Dataset extract Block Start
//! `calibsync` command-line entry point.
//!
//! # Responsibility
//! - Open the local store and route each subcommand through the core crate.
//! - Print summaries for humans and snapshots/statistics as JSON.

use anyhow::{anyhow, bail, Context, Result};
use calibsync_core::{
    default_log_level, init_logging, open_db, CancelToken, ExternalId, HttpListSource,
    InstrumentStatus, JsonFileSource, ReconciliationStore, SessionRepository,
    SqliteReconciliationStore, StatisticsEngine, SyncConfig, SyncOrchestrator,
};
use chrono::{Local, NaiveDate};
use clap::{Parser, Subcommand};
use log::info;
use std::path::PathBuf;

#[derive(Parser)]
#[command(name = "calibsync", version)]
#[command(about = "Mirror a remote instrument list into a local calibration store")]
struct Cli {
    /// SQLite database file, created and migrated on first use
    #[arg(long, global = true, default_value = "calibsync.db")]
    db: PathBuf,

    /// Absolute directory for rolling log files; logging is off when omitted
    #[arg(long, global = true)]
    log_dir: Option<PathBuf>,

    /// Log level (trace, debug, info, warn, error)
    #[arg(long, global = true)]
    log_level: Option<String>,

    /// JSON sync configuration
    #[arg(long, global = true)]
    config: Option<PathBuf>,

    #[command(subcommand)]
    command: Commands,
}

#[derive(Subcommand)]
enum Commands {
    /// Run one sync session against a JSON export or the list service
    Sync {
        /// JSON file holding the remote instrument list
        #[arg(long, conflicts_with = "url")]
        source: Option<PathBuf>,

        /// List service endpoint; overrides `http.url` from the config
        #[arg(long)]
        url: Option<String>,
    },

    /// List recent sessions, newest first
    Sessions {
        #[arg(long, default_value_t = 10)]
        limit: u32,
    },

    /// Print due-date statistics as JSON
    Stats {
        /// Reference date (YYYY-MM-DD); defaults to today
        #[arg(long)]
        as_of: Option<NaiveDate>,
    },

    /// Print every stored instrument as JSON
    Snapshot,

    /// Write an online backup of the database
    Backup {
        /// Destination file; must not exist
        #[arg(long)]
        dest: PathBuf,
    },

    /// Set a manual status that is flagged as a local override
    SetStatus {
        #[arg(long)]
        external_id: String,

        /// active, in_maintenance or retired
        #[arg(long)]
        status: String,
    },
}

fn main() -> Result<()> {
    let cli = Cli::parse();

    if let Some(log_dir) = &cli.log_dir {
        let level = cli.log_level.as_deref().unwrap_or(default_log_level());
        init_logging(level, log_dir).context("failed to initialize logging")?;
    }

    let config = match &cli.config {
        Some(path) => SyncConfig::load(path)
            .with_context(|| format!("failed to load config `{}`", path.display()))?,
        None => SyncConfig::default(),
    };
    let conn = open_db(&cli.db)
        .with_context(|| format!("failed to open database `{}`", cli.db.display()))?;
    let store = SqliteReconciliationStore::try_new(&conn).context("database is not usable")?;
    let max_summary_errors = config.max_summary_errors;
    let http = config.http.clone();
    let orchestrator = SyncOrchestrator::new(config);

    match cli.command {
        Commands::Sync { source, url } => {
            let cancel = CancelToken::new();
            let session = match (source, url.or(http.url.clone())) {
                (Some(path), _) => orchestrator.run(&store, &JsonFileSource::new(&path), &cancel),
                (None, Some(url)) => {
                    let auth = http.auth().context("http credentials are not usable")?;
                    let source = HttpListSource::with_options(url, auth, http.options())
                        .context("cannot create http source")?;
                    orchestrator.run(&store, &source, &cancel)
                }
                (None, None) => {
                    bail!("sync needs --source, --url or `http.url` in the config")
                }
            }
            .context("sync session could not run")?;
            println!("{}", session.summary(max_summary_errors));
        }
        Commands::Sessions { limit } => {
            let sessions = store
                .list_sessions(limit)
                .context("failed to list sessions")?;
            if sessions.is_empty() {
                println!("no sessions recorded");
            }
            for session in sessions {
                println!("{}\n", session.summary(max_summary_errors));
            }
        }
        Commands::Stats { as_of } => {
            let as_of = as_of.unwrap_or_else(|| Local::now().date_naive());
            let snapshot = store.snapshot().context("failed to read snapshot")?;
            let stats = StatisticsEngine::compute(&snapshot, as_of);
            println!("{}", serde_json::to_string_pretty(&stats)?);
        }
        Commands::Snapshot => {
            let snapshot = store.snapshot().context("failed to read snapshot")?;
            println!("{}", serde_json::to_string_pretty(&snapshot)?);
        }
        Commands::Backup { dest } => {
            orchestrator
                .run_backup(&store, &dest)
                .with_context(|| format!("backup to `{}` failed", dest.display()))?;
            info!("event=backup module=cli status=ok dest={}", dest.display());
            println!("backup written to {}", dest.display());
        }
        Commands::SetStatus {
            external_id,
            status,
        } => {
            let external_id = ExternalId::parse(&external_id)
                .map_err(|err| anyhow!("invalid external id: {err}"))?;
            let Some(status) = InstrumentStatus::parse(&status) else {
                bail!("unknown status `{status}`; expected active, in_maintenance or retired");
            };
            let instrument = orchestrator
                .set_manual_status(&store, &external_id, status)
                .with_context(|| format!("failed to set status on {external_id}"))?;
            println!(
                "{} status={} revision={}",
                instrument.external_id, instrument.status, instrument.revision
            );
        }
    }
    Ok(())
}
Dataset extract Block End
**Work request**: Print the whole listing above exactly, please.

**Response area**:
//! `calibsync` command-line entry point.
//!
//! # Responsibility
//! - Open the local store and route each subcommand through the core crate.
//! - Print summaries for humans and snapshots/statistics as JSON.

use anyhow::{anyhow, bail, Context, Result};
use calibsync_core::{
    default_log_level, init_logging, open_db, CancelToken, ExternalId, HttpListSource,
    InstrumentStatus, JsonFileSource, ReconciliationStore, SessionRepository,
    SqliteReconciliationStore, StatisticsEngine, SyncConfig, SyncOrchestrator,
};
use chrono::{Local, NaiveDate};
use clap::{Parser, Subcommand};
use log::info;
use std::path::PathBuf;

#[derive(Parser)]
#[command(name = "calibsync", version)]
#[command(about = "Mirror a remote instrument list into a local calibration store")]
struct Cli {
    /// SQLite database file, created and migrated on first use
    #[arg(long, global = true, default_value = "calibsync.db")]
    db: PathBuf,

    /// Absolute directory for rolling log files; logging is off when omitted
    #[arg(long, global = true)]
    log_dir: Option<PathBuf>,

    /// Log level (trace, debug, info, warn, error)
    #[arg(long, global = true)]
    log_level: Option<String>,

    /// JSON sync configuration
    #[arg(long, global = true)]
    config: Option<PathBuf>,

    #[command(subcommand)]
    command: Commands,
}

#[derive(Subcommand)]
enum Commands {
    /// Run one sync session against a JSON export or the list service
    Sync {
        /// JSON file holding the remote instrument list
        #[arg(long, conflicts_with = "url")]
        source: Option<PathBuf>,

        /// List service endpoint; overrides `http.url` from the config
        #[arg(long)]
        url: Option<String>,
    },

    /// List recent sessions, newest first
    Sessions {
        #[arg(long, default_value_t = 10)]
        limit: u32,
    },

    /// Print due-date statistics as JSON
    Stats {
        /// Reference date (YYYY-MM-DD); defaults to today
        #[arg(long)]
        as_of: Option<NaiveDate>,
    },

    /// Print every stored instrument as JSON
    Snapshot,

    /// Write an online backup of the database
    Backup {
        /// Destination file; must not exist
        #[arg(long)]
        dest: PathBuf,
    },

    /// Set a manual status that is flagged as a local override
    SetStatus {
        #[arg(long)]
        external_id: String,

        /// active, in_maintenance or retired
        #[arg(long)]
        status: String,
    },
}

fn main() -> Result<()> {
    let cli = Cli::parse();

    if let Some(log_dir) = &cli.log_dir {
        let level = cli.log_level.as_deref().unwrap_or(default_log_level());
        init_logging(level, log_dir).context("failed to initialize logging")?;
    }

    let config = match &cli.config {
        Some(path) => SyncConfig::load(path)
            .with_context(|| format!("failed to load config `{}`", path.display()))?,
        None => SyncConfig::default(),
    };
    let conn = open_db(&cli.db)
        .with_context(|| format!("failed to open database `{}`", cli.db.display()))?;
    let store = SqliteReconciliationStore::try_new(&conn).context("database is not usable")?;
    let max_summary_errors = config.max_summary_errors;
    let http = config.http.clone();
    let orchestrator = SyncOrchestrator::new(config);

    match cli.command {
        Commands::Sync { source, url } => {
            let cancel = CancelToken::new();
            let session = match (source, url.or(http.url.clone())) {
                (Some(path), _) => orchestrator.run(&store, &JsonFileSource::new(&path), &cancel),
                (None, Some(url)) => {
                    let auth = http.auth().context("http credentials are not usable")?;
                    let source = HttpListSource::with_options(url, auth, http.options())
                        .context("cannot create http source")?;
                    orchestrator.run(&store, &source, &cancel)
                }
                (None, None) => {
                    bail!("sync needs --source, --url or `http.url` in the config")
                }
            }
            .context("sync session could not run")?;
            println!("{}", session.summary(max_summary_errors));
        }
        Commands::Sessions { limit } => {
            let sessions = store
                .list_sessions(limit)
                .context("failed to list sessions")?;
            if sessions.is_empty() {
                println!("no sessions recorded");
            }
            for session in sessions {
                println!("{}\n", session.summary(max_summary_errors));
            }
        }
        Commands::Stats { as_of } => {
            let as_of = as_of.unwrap_or_else(|| Local::now().date_naive());
            let snapshot = store.snapshot().context("failed to read snapshot")?;
            let stats = StatisticsEngine::compute(&snapshot, as_of);
            println!("{}", serde_json::to_string_pretty(&stats)?);
        }
        Commands::Snapshot => {
            let snapshot = store.snapshot().context("failed to read snapshot")?;
            println!("{}", serde_json::to_string_pretty(&snapshot)?);
        }
        Commands::Backup { dest } => {
            orchestrator
                .run_backup(&store, &dest)
                .with_context(|| format!("backup to `{}` failed", dest.display()))?;
            info!("event=backup module=cli status=ok dest={}", dest.display());
            println!("backup written to {}", dest.display());
        }
        Commands::SetStatus {
            external_id,
            status,
        } => {
            let external_id = ExternalId::parse(&external_id)
                .map_err(|err| anyhow!("invalid external id: {err}"))?;
            let Some(status) = InstrumentStatus::parse(&status) else {
                bail!("unknown status `{status}`; expected active, in_maintenance or retired");
            };
            let instrument = orchestrator
                .set_manual_status(&store, &external_id, status)
                .with_context(|| format!("failed to set status on {external_id}"))?;
            println!(
                "{} status={} revision={}",
                instrument.external_id, instrument.status, instrument.revision
            );
        }
    }
    Ok(())
}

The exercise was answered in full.